Records for the exercise:
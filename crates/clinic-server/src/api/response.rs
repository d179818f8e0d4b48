//! API response types
//!
//! Every success body is wrapped in [`ApiResponse`], every error body in
//! [`ErrorResponse`].

use axum::{
    http::StatusCode,
    response::{IntoResponse, Response},
    Json,
};
use serde::Serialize;

/// Standard success response wrapper
#[derive(Debug, Serialize)]
pub struct ApiResponse<T> {
    pub success: bool,
    pub data: T,
    #[serde(skip_serializing_if = "Option::is_none")]
    pub meta: Option<serde_json::Value>,
}

impl<T: Serialize> ApiResponse<T> {
    pub fn success(data: T) -> Self {
        Self {
            success: true,
            data,
            meta: None,
        }
    }

    pub fn success_with_meta(data: T, meta: serde_json::Value) -> Self {
        Self {
            success: true,
            data,
            meta: Some(meta),
        }
    }

    /// Pair the body with a status other than 200
    pub fn with_status(self, status: StatusCode) -> Response {
        (status, Json(self)).into_response()
    }
}

impl<T: Serialize> IntoResponse for ApiResponse<T> {
    fn into_response(self) -> Response {
        (StatusCode::OK, Json(self)).into_response()
    }
}

/// Standard error response
#[derive(Debug, Serialize)]
pub struct ErrorResponse {
    pub success: bool,
    pub error: ErrorDetail,
}

#[derive(Debug, Serialize)]
pub struct ErrorDetail {
    pub code: String,
    pub message: String,
    #[serde(skip_serializing_if = "Option::is_none")]
    pub details: Option<serde_json::Value>,
}

impl ErrorResponse {
    pub fn new(code: impl Into<String>, message: impl Into<String>) -> Self {
        Self {
            success: false,
            error: ErrorDetail {
                code: code.into(),
                message: message.into(),
                details: None,
            },
        }
    }

    pub fn with_details(
        code: impl Into<String>,
        message: impl Into<String>,
        details: serde_json::Value,
    ) -> Self {
        Self {
            success: false,
            error: ErrorDetail {
                code: code.into(),
                message: message.into(),
                details: Some(details),
            },
        }
    }

    /// Shorthand for `(status, Json(self))`
    pub fn into_response_with(self, status: StatusCode) -> Response {
        (status, Json(self)).into_response()
    }
}
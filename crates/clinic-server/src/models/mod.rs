//! Domain models
//!
//! Types shared by the ingestion pipeline, the stores and the HTTP features.
//! Database rows derive `FromRow`; the `*View` types are the public projections
//! returned over the API.

use std::fmt;
use std::str::FromStr;

use chrono::{DateTime, Utc};
use serde::{Deserialize, Serialize};
use sqlx::FromRow;

// ============================================================================
// Appointments
// ============================================================================

/// A validated appointment row, ready to be written.
///
/// Only the record validator constructs these from CSV input, so every
/// candidate already satisfies the field rules.
#[derive(Debug, Clone, PartialEq, Eq, Serialize, Deserialize)]
pub struct AppointmentCandidate {
    pub patient_id: i64,
    pub doctor: String,
    pub appointment_date: String,
    pub reason: String,
}

impl AppointmentCandidate {
    pub fn dedup_key(&self) -> DedupKey {
        DedupKey {
            doctor: self.doctor.clone(),
            patient_id: self.patient_id,
            appointment_date: self.appointment_date.clone(),
        }
    }
}

/// Identity of an appointment for deduplication.
///
/// `appointment_date` is compared as the exact submitted string, so two
/// spellings of the same instant are distinct keys.
#[derive(Debug, Clone, PartialEq, Eq, Hash, PartialOrd, Ord)]
pub struct DedupKey {
    pub doctor: String,
    pub patient_id: i64,
    pub appointment_date: String,
}

/// Stored appointment
#[derive(Debug, Clone, Serialize, Deserialize, FromRow)]
pub struct AppointmentRecord {
    pub id: i64,
    pub patient_id: i64,
    pub doctor: String,
    pub appointment_date: String,
    pub reason: String,
    pub created_at: DateTime<Utc>,
    pub updated_at: DateTime<Utc>,
}

impl AppointmentRecord {
    pub fn dedup_key(&self) -> DedupKey {
        DedupKey {
            doctor: self.doctor.clone(),
            patient_id: self.patient_id,
            appointment_date: self.appointment_date.clone(),
        }
    }
}

/// Public projection of an appointment
#[derive(Debug, Clone, PartialEq, Eq, Serialize, Deserialize)]
pub struct AppointmentView {
    pub id: i64,
    pub patient_id: i64,
    pub doctor: String,
    pub appointment_date: String,
    pub reason: String,
}

impl From<AppointmentRecord> for AppointmentView {
    fn from(record: AppointmentRecord) -> Self {
        Self {
            id: record.id,
            patient_id: record.patient_id,
            doctor: record.doctor,
            appointment_date: record.appointment_date,
            reason: record.reason,
        }
    }
}

/// Exact-match listing filter. Absent fields match everything.
#[derive(Debug, Clone, Default, PartialEq, Eq, Serialize, Deserialize)]
pub struct AppointmentFilter {
    pub patient_id: Option<i64>,
    pub doctor: Option<String>,
}

impl AppointmentFilter {
    pub fn matches(&self, record: &AppointmentRecord) -> bool {
        self.patient_id.map_or(true, |id| record.patient_id == id)
            && self.doctor.as_deref().map_or(true, |d| record.doctor == d)
    }
}

// ============================================================================
// Patients
// ============================================================================

#[derive(Debug, Clone, Copy, PartialEq, Eq, Serialize, Deserialize)]
pub enum Gender {
    Male,
    Female,
    NotSpecified,
    Other,
}

impl Gender {
    pub const ALL: [Gender; 4] = [Gender::Male, Gender::Female, Gender::NotSpecified, Gender::Other];

    pub fn as_str(&self) -> &'static str {
        match self {
            Gender::Male => "Male",
            Gender::Female => "Female",
            Gender::NotSpecified => "NotSpecified",
            Gender::Other => "Other",
        }
    }
}

impl fmt::Display for Gender {
    fn fmt(&self, f: &mut fmt::Formatter<'_>) -> fmt::Result {
        f.write_str(self.as_str())
    }
}

impl FromStr for Gender {
    type Err = String;

    fn from_str(s: &str) -> Result<Self, Self::Err> {
        Gender::ALL
            .into_iter()
            .find(|g| g.as_str() == s)
            .ok_or_else(|| format!("Unknown gender '{}'", s))
    }
}

/// Validated input for a new patient
#[derive(Debug, Clone, PartialEq, Eq)]
pub struct NewPatient {
    pub name: String,
    pub age: i32,
    pub gender: Gender,
    pub contact: String,
}

/// Stored patient
#[derive(Debug, Clone, Serialize, Deserialize, FromRow)]
pub struct PatientRecord {
    pub id: i64,
    pub name: String,
    pub age: i32,
    pub gender: String,
    pub contact: String,
    pub created_at: DateTime<Utc>,
    pub updated_at: DateTime<Utc>,
}

/// Public projection of a patient
#[derive(Debug, Clone, PartialEq, Eq, Serialize, Deserialize)]
pub struct PatientView {
    pub id: i64,
    pub name: String,
    pub age: i32,
    pub gender: String,
    pub contact: String,
}

impl From<PatientRecord> for PatientView {
    fn from(record: PatientRecord) -> Self {
        Self {
            id: record.id,
            name: record.name,
            age: record.age,
            gender: record.gender,
            contact: record.contact,
        }
    }
}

What you should do:
Every line of the listing that holds the string "NotSpecified" counts once. Give the total alone.

Solution to this problem:
3